If you are familiar with categories then this can help:
$f:X\rightarrow Y$ is a homotopy equivalence in category $\mathbf{Top}$ is exactly the same statement as: $\left[f\right]:X\rightarrow Y$ is an isomorphism in category $\mathbf{hTop}$.
$g,h\in\mathbf{Top}\left(Y,X\right)$ with $fg\simeq1$ and $hf\simeq1$ is exactly the same statement as: $\left[g\right],\left[h\right]\in\mathbf{hTop}\left(Y,X\right)$ with $\left[f\right]\left[g\right]=1$ and $\left[h\right]\left[f\right]=1$.

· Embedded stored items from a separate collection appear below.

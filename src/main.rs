mod config;
mod gate;
mod llm;
mod platform;
mod prompt;
mod scheduler;
mod store;

use std::path::PathBuf;
use std::sync::Arc;
use std::time::Duration;

use anyhow::{Context, Result};
use teloxide::Bot;
use tracing::info;
use tracing_subscriber::{layer::SubscriberExt, util::SubscriberInitExt};

use crate::config::Config;
use crate::gate::{GatePolicy, RequestGate};
use crate::llm::{CompletionBackend, LlmClient};
use crate::platform::telegram::TelegramChat;
use crate::platform::ChatOutbound;
use crate::scheduler::{tasks, Scheduler};
use crate::store::WordStore;

#[tokio::main]
async fn main() -> Result<()> {
    // Initialize logging
    tracing_subscriber::registry()
        .with(
            tracing_subscriber::EnvFilter::try_from_default_env()
                .unwrap_or_else(|_| "info,wordbot=debug".into()),
        )
        .with(tracing_subscriber::fmt::layer())
        .init();

    // Load configuration
    let config_path = std::env::args()
        .nth(1)
        .map(PathBuf::from)
        .unwrap_or_else(|| PathBuf::from("config.toml"));

    info!("Loading configuration from: {}", config_path.display());
    let config = Config::load(&config_path)
        .with_context(|| format!("Failed to load config from {}", config_path.display()))?;

    info!("Configuration loaded successfully");
    info!("  Provider: {}", config.llm.provider);
    info!("  Model: {}", config.llm.model);
    info!("  Database: {}", config.store.database_path.display());
    info!("  Broadcast chat: {}", config.telegram.broadcast_chat_id);

    // Sequential startup: store, clients, gate, scheduled jobs, dispatcher
    let store = WordStore::open(&config.store.database_path)?;
    let llm: Arc<dyn CompletionBackend> = Arc::new(LlmClient::new(config.llm.clone()));
    let bot = Bot::new(&config.telegram.bot_token);
    let chat: Arc<dyn ChatOutbound> = Arc::new(TelegramChat::new(
        bot.clone(),
        config.telegram.broadcast_chat_id,
    ));

    let gate = Arc::new(RequestGate::new(
        llm.clone(),
        Arc::new(store.clone()),
        chat.clone(),
        GatePolicy {
            cooldown: Duration::from_secs(config.gate.cooldown_secs),
        },
    ));

    let scheduler = Scheduler::new().await?;
    tasks::register_builtin_tasks(&scheduler, &config, store, gate.clone(), llm, chat).await?;
    scheduler.start().await?;

    // Run the Telegram bot
    info!("Bot is starting...");
    platform::telegram::run(gate, bot).await?;

    Ok(())
}
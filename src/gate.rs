use std::sync::atomic::{AtomicBool, Ordering};
use std::sync::Arc;
use std::time::{Duration, Instant};

use regex::Regex;
use tokio::sync::Mutex;
use tracing::{error, info, warn};

use crate::llm::{ChatMessage, CompletionBackend, CompletionError};
use crate::platform::{ChatOutbound, IncomingMessage};
use crate::prompt;
use crate::store::GateStore;

pub const INVALID_FORMAT_REPLY: &str =
    "Please send a language followed by a word length, e.g. \"French 5\".";
pub const QUOTA_EXCEEDED_REPLY: &str =
    "You already got your word for today. Come back after the next reset!";
pub const COOLDOWN_NOTICE: &str =
    "I'm being rate limited and need a short break. Back in a bit.";
pub const RESUME_NOTICE: &str =
    "I'm back! Send me a language and a word length for a new word.";
pub const GENERIC_ERROR_REPLY: &str = "As an AI robot, I errored out.";

/// What the gate decided to do with a message. The platform adapter logs
/// this; tests assert on it.
#[derive(Debug, Clone, Copy, PartialEq, Eq)]
pub enum Outcome {
    Ignored,
    QuotaExceeded,
    InvalidFormat,
    CachedReply,
    Completed,
    CoolingDown,
    Failed,
}

/// A "<language> <length>" command extracted from free text
#[derive(Debug, Clone, PartialEq, Eq)]
pub struct ParsedCommand {
    pub language: String,
    pub word_length: u64,
}

/// Tunable gate behavior, from the [gate] config table
#[derive(Debug, Clone)]
pub struct GatePolicy {
    /// How long to stop accepting messages after a provider rate limit
    pub cooldown: Duration,
}

/// The message-handling gate: decides per message whether to answer from
/// cache, ask the completion backend, or refuse. Holds no durable state.
/// The store owns all records; the gate keeps only the listening flag and
/// the last-activity instant across invocations.
pub struct RequestGate {
    llm: Arc<dyn CompletionBackend>,
    store: Arc<dyn GateStore>,
    chat: Arc<dyn ChatOutbound>,
    policy: GatePolicy,
    command: Regex,
    listening: Arc<AtomicBool>,
    last_activity: Mutex<Instant>,
}

impl RequestGate {
    pub fn new(
        llm: Arc<dyn CompletionBackend>,
        store: Arc<dyn GateStore>,
        chat: Arc<dyn ChatOutbound>,
        policy: GatePolicy,
    ) -> Self {
        Self {
            llm,
            store,
            chat,
            policy,
            command: Regex::new(r"(\w+)\s+(\d+)").unwrap(),
            listening: Arc::new(AtomicBool::new(true)),
            last_activity: Mutex::new(Instant::now()),
        }
    }

    /// Handle one inbound message. Every step short-circuits; all side
    /// effects (replies, store writes) happen through the collaborators.
    pub async fn handle(&self, msg: &IncomingMessage) -> Outcome {
        // Never answer other bots, and stay quiet during a cooldown
        if msg.from_bot || !self.listening.load(Ordering::SeqCst) {
            return Outcome::Ignored;
        }

        info!(
            "Message from {} ({}) at {}: {}",
            msg.user_name, msg.user_id, msg.timestamp, msg.text
        );

        // An existing quota claim blocks the user until the purge clears it
        match self.store.quota_claimed(&msg.user_id).await {
            Ok(true) => {
                self.send_reply(msg, QUOTA_EXCEEDED_REPLY).await;
                self.touch_activity().await;
                return Outcome::QuotaExceeded;
            }
            Ok(false) => {}
            Err(e) => warn!("Quota lookup failed, allowing request: {:#}", e),
        }

        let command = match self.parse_command(&msg.text) {
            Some(c) => c,
            None => {
                self.send_reply(msg, INVALID_FORMAT_REPLY).await;
                return Outcome::InvalidFormat;
            }
        };

        // Identical requests reuse the stored response and cost neither a
        // completion call nor the user's quota
        match self.store.find_cached(&msg.text).await {
            Ok(Some(hit)) => {
                info!("Cache hit for {:?} (entry {})", msg.text, hit.id);
                self.send_reply(msg, &hit.response).await;
                return Outcome::CachedReply;
            }
            Ok(None) => {}
            Err(e) => warn!("Cache probe failed, treating as miss: {:#}", e),
        }

        let messages = vec![
            ChatMessage::system(prompt::word_request(&command.language, command.word_length)),
            ChatMessage::user(msg.text.clone()),
        ];

        match self.llm.complete(&messages).await {
            Ok(generated) => {
                self.send_reply(msg, &generated).await;

                // Persistence failures after a delivered reply degrade to a
                // dropped record, never to a user-visible error
                if let Err(e) = self
                    .store
                    .insert_cached(&msg.user_id, &msg.user_name, &msg.text, &generated)
                    .await
                {
                    error!("Failed to record cache entry: {:#}", e);
                }
                match self.store.try_claim_quota(&msg.user_id).await {
                    Ok(true) => {}
                    Ok(false) => info!("Quota for {} was already claimed", msg.user_id),
                    Err(e) => error!("Failed to claim quota for {}: {:#}", msg.user_id, e),
                }

                self.touch_activity().await;
                Outcome::Completed
            }
            Err(CompletionError::RateLimited { status }) => {
                warn!("Provider rate limited (status {}), entering cooldown", status);
                self.begin_cooldown();
                self.send_reply(msg, COOLDOWN_NOTICE).await;
                Outcome::CoolingDown
            }
            Err(e) => {
                error!("Completion failed: {}", e);
                self.send_reply(msg, GENERIC_ERROR_REPLY).await;
                Outcome::Failed
            }
        }
    }

    /// How long since the gate last saw activity. Read by the idle nudge.
    pub async fn idle_for(&self) -> Duration {
        self.last_activity.lock().await.elapsed()
    }

    /// Reset the last-activity marker
    pub async fn touch_activity(&self) {
        *self.last_activity.lock().await = Instant::now();
    }

    fn parse_command(&self, text: &str) -> Option<ParsedCommand> {
        let caps = self.command.captures(text.trim())?;
        let language = caps.get(1)?.as_str().to_string();
        // Length is not range checked; zero or huge values reach the
        // template unchanged
        let word_length = caps.get(2)?.as_str().parse().ok()?;
        Some(ParsedCommand {
            language,
            word_length,
        })
    }

    /// Stop accepting messages, then re-announce and resume after the
    /// configured cooldown. The in-flight completion cannot be aborted;
    /// this only prevents new calls.
    fn begin_cooldown(&self) {
        self.listening.store(false, Ordering::SeqCst);

        let listening = self.listening.clone();
        let chat = self.chat.clone();
        let cooldown = self.policy.cooldown;
        tokio::spawn(async move {
            tokio::time::sleep(cooldown).await;
            if let Err(e) = chat.broadcast(RESUME_NOTICE).await {
                warn!("Failed to announce resume: {:#}", e);
            }
            listening.store(true, Ordering::SeqCst);
            info!("Cooldown over, accepting messages again");
        });
    }

    async fn send_reply(&self, msg: &IncomingMessage, text: &str) {
        if let Err(e) = self.chat.reply(msg, text).await {
            warn!("Failed to send reply: {:#}", e);
        }
    }
}
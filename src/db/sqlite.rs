use crate::db::models::{CascadeReport, NewUser, User};
use crate::db::schema::{SQLITE_DROP, SQLITE_INIT, USER_OWNED_TABLES, statements};
use crate::db::validate::Validate;
use crate::error::RolsaError;
use chrono::Utc;
use sqlx::sqlite::{SqliteConnectOptions, SqlitePoolOptions};
use sqlx::{Pool, Sqlite};
use std::str::FromStr;
use std::time::Duration;
use tracing::{debug, info, warn};

pub type SqlitePool = Pool<Sqlite>;

pub(crate) const USER_COLUMNS: &str = "id, full_name, email, password_hash, role, created_at";

/// Handle to the account & booking database.
///
/// Cheap to clone; every clone shares the same connection pool.
#[derive(Clone)]
pub struct Storage {
    pool: SqlitePool,
}

impl Storage {
    pub fn new(pool: SqlitePool) -> Self {
        Self { pool }
    }

    /// Open (creating if needed) the database at `database_url`.
    ///
    /// Foreign keys are switched on for every pooled connection and writers
    /// wait up to five seconds on a locked database.
    pub async fn connect(database_url: &str) -> Result<Self, RolsaError> {
        let connect_opts = SqliteConnectOptions::from_str(database_url)?
            .create_if_missing(true)
            .foreign_keys(true)
            .busy_timeout(Duration::from_secs(5));
        let pool = SqlitePoolOptions::new().connect_with(connect_opts).await?;
        debug!(database_url, "sqlite pool ready");
        Ok(Self::new(pool))
    }

    pub fn pool(&self) -> &SqlitePool {
        &self.pool
    }

    /// Create every table and index that does not exist yet.
    pub async fn create_all(&self) -> Result<(), RolsaError> {
        // sqlx::query runs one statement at a time
        for stmt in statements(SQLITE_INIT) {
            sqlx::query(stmt).execute(&self.pool).await?;
        }
        Ok(())
    }

    /// Drop every table. All data is lost.
    pub async fn drop_all(&self) -> Result<(), RolsaError> {
        warn!("dropping all tables");
        for stmt in statements(SQLITE_DROP) {
            sqlx::query(stmt).execute(&self.pool).await?;
        }
        Ok(())
    }

    pub async fn create_user(&self, new: NewUser) -> Result<User, RolsaError> {
        new.validate()?;
        let user: User = sqlx::query_as(&format!(
            "INSERT INTO users (full_name, email, password_hash, role, created_at)
             VALUES (?, ?, ?, ?, ?)
             RETURNING {USER_COLUMNS}"
        ))
        .bind(new.full_name)
        .bind(new.email)
        .bind(new.password_hash)
        .bind(new.role)
        .bind(Utc::now())
        .fetch_one(&self.pool)
        .await
        .map_err(|e| RolsaError::from_write(e, "users", None))?;
        info!(user_id = user.id, role = %user.role, "user created");
        Ok(user)
    }

    pub async fn get_user(&self, id: i64) -> Result<Option<User>, RolsaError> {
        let user = sqlx::query_as(&format!("SELECT {USER_COLUMNS} FROM users WHERE id = ?"))
            .bind(id)
            .fetch_optional(&self.pool)
            .await?;
        Ok(user)
    }

    pub async fn get_user_by_email(&self, email: &str) -> Result<Option<User>, RolsaError> {
        let user = sqlx::query_as(&format!("SELECT {USER_COLUMNS} FROM users WHERE email = ?"))
            .bind(email)
            .fetch_optional(&self.pool)
            .await?;
        Ok(user)
    }

    /// Persist every mutable field of `user`. `created_at` is never rewritten.
    pub async fn update_user(&self, user: &User) -> Result<(), RolsaError> {
        user.validate()?;
        let res = sqlx::query(
            "UPDATE users SET full_name = ?, email = ?, password_hash = ?, role = ? WHERE id = ?",
        )
        .bind(&user.full_name)
        .bind(&user.email)
        .bind(&user.password_hash)
        .bind(&user.role)
        .bind(user.id)
        .execute(&self.pool)
        .await
        .map_err(|e| RolsaError::from_write(e, "users", None))?;
        if res.rows_affected() == 0 {
            return Err(RolsaError::NotFound {
                table: "users",
                id: user.id,
            });
        }
        Ok(())
    }

    /// Delete a user and every row it owns in one transaction.
    ///
    /// Either all rows go or none do: any failure before the commit rolls the
    /// whole cascade back and is reported as a storage error.
    pub async fn delete_user(&self, id: i64) -> Result<CascadeReport, RolsaError> {
        let mut tx = self.pool.begin().await?;
        let mut counts = [0u64; USER_OWNED_TABLES.len()];

        for (table, count) in USER_OWNED_TABLES.iter().zip(counts.iter_mut()) {
            *count = sqlx::query(&format!("DELETE FROM {table} WHERE user_id = ?"))
                .bind(id)
                .execute(&mut *tx)
                .await?
                .rows_affected();
        }

        let res = sqlx::query("DELETE FROM users WHERE id = ?")
            .bind(id)
            .execute(&mut *tx)
            .await?;
        if res.rows_affected() == 0 {
            tx.rollback().await?;
            return Err(RolsaError::NotFound { table: "users", id });
        }

        tx.commit().await?;

        let [admins, accessibility_settings, bookings, carbon_calculations, energy_usage_records] =
            counts;
        let report = CascadeReport {
            admins,
            accessibility_settings,
            bookings,
            carbon_calculations,
            energy_usage_records,
        };
        info!(
            user_id = id,
            bookings = report.bookings,
            carbon_calculations = report.carbon_calculations,
            energy_usage_records = report.energy_usage_records,
            admins = report.admins,
            accessibility_settings = report.accessibility_settings,
            "user deleted"
        );
        Ok(report)
    }

    /// Shared tail of the single-row deletes: map zero affected rows to `NotFound`.
    pub(crate) async fn delete_by_id(&self, table: &'static str, id: i64) -> Result<(), RolsaError> {
        let res = sqlx::query(&format!("DELETE FROM {table} WHERE id = ?"))
            .bind(id)
            .execute(&self.pool)
            .await?;
        if res.rows_affected() == 0 {
            return Err(RolsaError::NotFound { table, id });
        }
        debug!(table, id, "row deleted");
        Ok(())
    }
}
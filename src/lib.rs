pub mod app;
pub mod config;
pub mod credential;
pub mod db;
pub mod error;
pub mod handlers;
pub mod router;
pub mod types;

pub use credential::PasswordHasher;
pub use db::Storage;
pub use error::RolsaError;
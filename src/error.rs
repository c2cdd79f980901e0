use sqlx::Error as SqlxError;
use thiserror::Error as ThisError;

#[derive(Debug, ThisError)]
pub enum RolsaError {
    #[error("Validation error: {0}")]
    Validation(String),

    #[error("Referenced {table} row {id} does not exist")]
    Reference { table: &'static str, id: i64 },

    #[error("No row {id} in {table}")]
    NotFound { table: &'static str, id: i64 },

    #[error("Database error: {0}")]
    Storage(#[from] SqlxError),

    #[error("Configuration error: {0}")]
    Config(#[from] figment::Error),

    #[error("Invalid password hashing parameters: {0}")]
    HashParams(String),
}

impl RolsaError {
    pub fn validation(msg: impl Into<String>) -> Self {
        RolsaError::Validation(msg.into())
    }

    /// Classify an error raised while writing a row that points at `users.id`.
    ///
    /// Unique, NOT NULL and CHECK violations become `Validation`, a foreign key
    /// violation becomes `Reference` against `user_id`, anything else stays a
    /// storage failure.
    pub(crate) fn from_write(err: SqlxError, table: &'static str, user_id: Option<i64>) -> Self {
        let SqlxError::Database(db) = &err else {
            return RolsaError::Storage(err);
        };
        if db.is_unique_violation() {
            return RolsaError::Validation(format!("{table}: duplicate value ({})", db.message()));
        }
        if db.is_foreign_key_violation() {
            return RolsaError::Reference {
                table: "users",
                id: user_id.unwrap_or_default(),
            };
        }
        if db.is_check_violation() {
            return RolsaError::Validation(format!("{table}: {}", db.message()));
        }
        match db.kind() {
            sqlx::error::ErrorKind::NotNullViolation => {
                RolsaError::Validation(format!("{table}: {}", db.message()))
            }
            _ => RolsaError::Storage(err),
        }
    }
}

Based on the last result we find: $\left[g\right]=\left[1\right]\left[g\right]=\left(\left[h\right]\left[f\right]\right)\left[g\right]=\left[h\right]\left(\left[f\right]\left[g\right]\right)=\left[h\right]\left[1\right]=\left[h\right]$.
Then we have $\left[f\right]\left[g\right]=1$ and $\left[g\right]\left[f\right]=\left[h\right]\left[f\right]=1$ or equivalently: $\left[f\right]$ is an isomorphism.
The last statement is exactly the same statement as: $f$ is a homotopy equivalence.